The "Chaplin Project", based in the Italian city of Bologna, has been entrusted with the task of restoring the artist's films and digitalising his archives.This content was published on December 23, 2002 - 17:49
The project was officially launched earlier this year even though Italian researchers and film restorers began their work in 1999.
Cecilia Cenciarelli, the co-ordinator of the Chaplin Project, spoke to swissinfo's Dale Bechtel about its work and its aims.
swissinfo: Why has an Italian archive been entrusted with the task of restoring Chaplin's films and compiling a digital database of his documents?
Cenciarelli: Our restoration laboratory "L'Immagine Ritrovata" is well known all over the world for its quality and application of the latest technologies. The Chaplin family was impressed by the great care we take. Italy has always had a particular love for Chaplin, and has always promoted his films and loved his persona. The Chaplin family and the Association Chaplin have shown great trust in our expertise.
"Cineteca di Bologna" is the second largest film archive in Italy and hosts one of the two existing festivals on silent cinema, "Il Festival del Cinema Ritrovato", where archivists, professors, students, researchers and amateurs from all over the world gather each summer. It was widely felt that this was the right place and context for the Chaplin Project.
swissinfo: Can you explain what you will be doing at the Montreux archives next month?
Cenciarelli: The Chaplin Project team consists of six people, and our task is to digitalise page by page, catalogue and study all the paper materials before August 2005. To do this we have organised the transferral of a number of documents from Paris and Montreux. The paper materials come in boxes, and after several months they will be returned to Montreux.
My colleagues will travel to Montreux to finish examining all the papers and to compile a complete inventory of what is held in Montreux, as well as to exchange some boxes. "Limelight" will return home [to Montreux] and "Monsieur Verdoux" will visit Bologna!
swissinfo: How important are the Chaplin documents in Montreux?
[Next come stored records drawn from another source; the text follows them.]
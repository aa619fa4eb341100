//! Eviction limits.
//!
//! [`EvictConfig`] is what [`EvictFs`](crate::EvictFs) runs with. [`Limits`]
//! is its serializable form, loaded from RON by the CLI:
//!
//! ```ron
//! (
//!     max_files: 10000,
//!     max_size: 1073741824,
//!     max_age_secs: 86400,
//!     policy: Lru,
//! )
//! ```

use serde::{Deserialize, Serialize};
use std::fmt;
use std::path::Path;
use std::sync::Arc;
use std::time::Duration;

use vellum_vfs::FileAttr;

use crate::policy::{LargestFirstMetadata, LruMetadata, Metadata};

/// Builds the initial policy state for a newly tracked file.
pub type MetadataFactory = Arc<dyn Fn(&FileAttr) -> Box<dyn Metadata> + Send + Sync>;

/// Limits enforced by [`EvictFs`](crate::EvictFs). Zero means unbounded.
#[derive(Clone)]
pub struct EvictConfig {
    /// Maximum number of tracked files.
    pub max_files: usize,
    /// Maximum total size of tracked files, in bytes.
    pub max_size: u64,
    /// Maximum time since last access. Checked when a path is used.
    pub max_age: Duration,
    /// Eviction policy.
    pub metadata: MetadataFactory,
}

impl Default for EvictConfig {
    fn default() -> Self {
        Self {
            max_files: 0,
            max_size: 0,
            max_age: Duration::ZERO,
            metadata: PolicyKind::Lru.factory(),
        }
    }
}

impl fmt::Debug for EvictConfig {
    fn fmt(&self, f: &mut fmt::Formatter<'_>) -> fmt::Result {
        f.debug_struct("EvictConfig")
            .field("max_files", &self.max_files)
            .field("max_size", &self.max_size)
            .field("max_age", &self.max_age)
            .finish_non_exhaustive()
    }
}

impl EvictConfig {
    pub fn with_max_files(mut self, max_files: usize) -> Self {
        self.max_files = max_files;
        self
    }

    pub fn with_max_size(mut self, max_size: u64) -> Self {
        self.max_size = max_size;
        self
    }

    pub fn with_max_age(mut self, max_age: Duration) -> Self {
        self.max_age = max_age;
        self
    }

    /// Use a custom policy.
    pub fn with_metadata<F>(mut self, factory: F) -> Self
    where
        F: Fn(&FileAttr) -> Box<dyn Metadata> + Send + Sync + 'static,
    {
        self.metadata = Arc::new(factory);
        self
    }

    pub(crate) fn bounds(&self) -> Bounds {
        Bounds {
            max_files: self.max_files,
            max_size: self.max_size,
        }
    }
}

/// The count and size limits the coordinator enforces.
#[derive(Debug, Clone, Copy, Default, PartialEq, Eq)]
pub(crate) struct Bounds {
    pub max_files: usize,
    pub max_size: u64,
}

impl Bounds {
    pub fn exceeded(&self, files: usize, bytes: u64) -> bool {
        (self.max_files > 0 && files > self.max_files)
            || (self.max_size > 0 && bytes > self.max_size)
    }
}

/// Built-in eviction policies.
#[derive(Debug, Clone, Copy, Default, PartialEq, Eq, Serialize, Deserialize)]
pub enum PolicyKind {
    /// Least recently accessed first.
    #[default]
    Lru,
    /// Largest first, ties by access time.
    LargestFirst,
}

impl PolicyKind {
    pub fn factory(self) -> MetadataFactory {
        match self {
            PolicyKind::Lru => Arc::new(|attr: &FileAttr| -> Box<dyn Metadata> {
                Box::new(LruMetadata::new(attr))
            }),
            PolicyKind::LargestFirst => Arc::new(|attr: &FileAttr| -> Box<dyn Metadata> {
                Box::new(LargestFirstMetadata::new(attr))
            }),
        }
    }
}

/// Serializable limits.
#[derive(Debug, Clone, Default, PartialEq, Eq, Serialize, Deserialize)]
#[serde(default)]
pub struct Limits {
    pub max_files: usize,
    pub max_size: u64,
    pub max_age_secs: u64,
    pub policy: PolicyKind,
}

impl Limits {
    /// Parse limits from RON text.
    pub fn from_ron(text: &str) -> Result<Self, LimitsError> {
        Ok(ron::from_str(text)?)
    }

    /// Load limits from a RON file.
    pub fn load(path: &Path) -> Result<Self, LimitsError> {
        let text = std::fs::read_to_string(path)?;
        Self::from_ron(&text)
    }

    pub fn into_config(self) -> EvictConfig {
        EvictConfig {
            max_files: self.max_files,
            max_size: self.max_size,
            max_age: Duration::from_secs(self.max_age_secs),
            metadata: self.policy.factory(),
        }
    }
}

/// Error type for loading [`Limits`].
#[derive(Debug, thiserror::Error)]
pub enum LimitsError {
    #[error("IO error: {0}")]
    Io(#[from] std::io::Error),
    #[error("RON parse error: {0}")]
    Ron(#[from] ron::error::SpannedError),
}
Cenciarelli: The Montreux archives are certainly the largest of their kind and will get bigger. The Chaplin papers have travelled a lot, from California where the director had his studios to Switzerland, even though a part of it is still in Paris where the Association Chaplin is located. Once we have finished cataloguing everything all the documents [including those in Paris] will be reunited for the first time in Montreux, where they will be safeguarded under the best possible conditions.
Not only is the head of the archives, Evelyne Lüthi-Graf, one of the most competent professionals in her field but Montreux also has the best and most modern security system, and has installed a state-of-the-art climate control system to prevent the deterioration of the documents.
swissinfo: What is included in the archives that you are digitalising?
Cenciarelli: They are immensely rich and various. The collection ranges from scripts, to manuscripts, scenarios, drawings, original scores, personal letters, daily production reports, original press releases, photographs - almost 200,000 pages in all going back to the 1910s. Our aim, as a film archive and as the Chaplin Project, is to provide visibility for this beautiful and unique collection by making it accessible to researchers and students in order to keep Chaplin's name alive.
swissinfo: What do you enjoy most about cataloguing the works and documents of Charlie Chaplin?
Cenciarelli: Our work is similar to that of an archaeologist: we feel we are making a new discovery each time a box of Chaplin documents arrives. We recently received a box which included fake French franc notes used in Monsieur Verdoux, and a letter written and signed by Albert Einstein.
swissinfo: What surprised you about the way the film-maker worked?
Cenciarelli: I really enjoy tracing back all the variations Chaplin made in his scripts - from the first draft to the final version. He made an incredible number of changes before being satisfied. He often carried an idea from the very beginning through to the end of filming and then, after two years of working on a particular scene, decided to cut it at the last minute.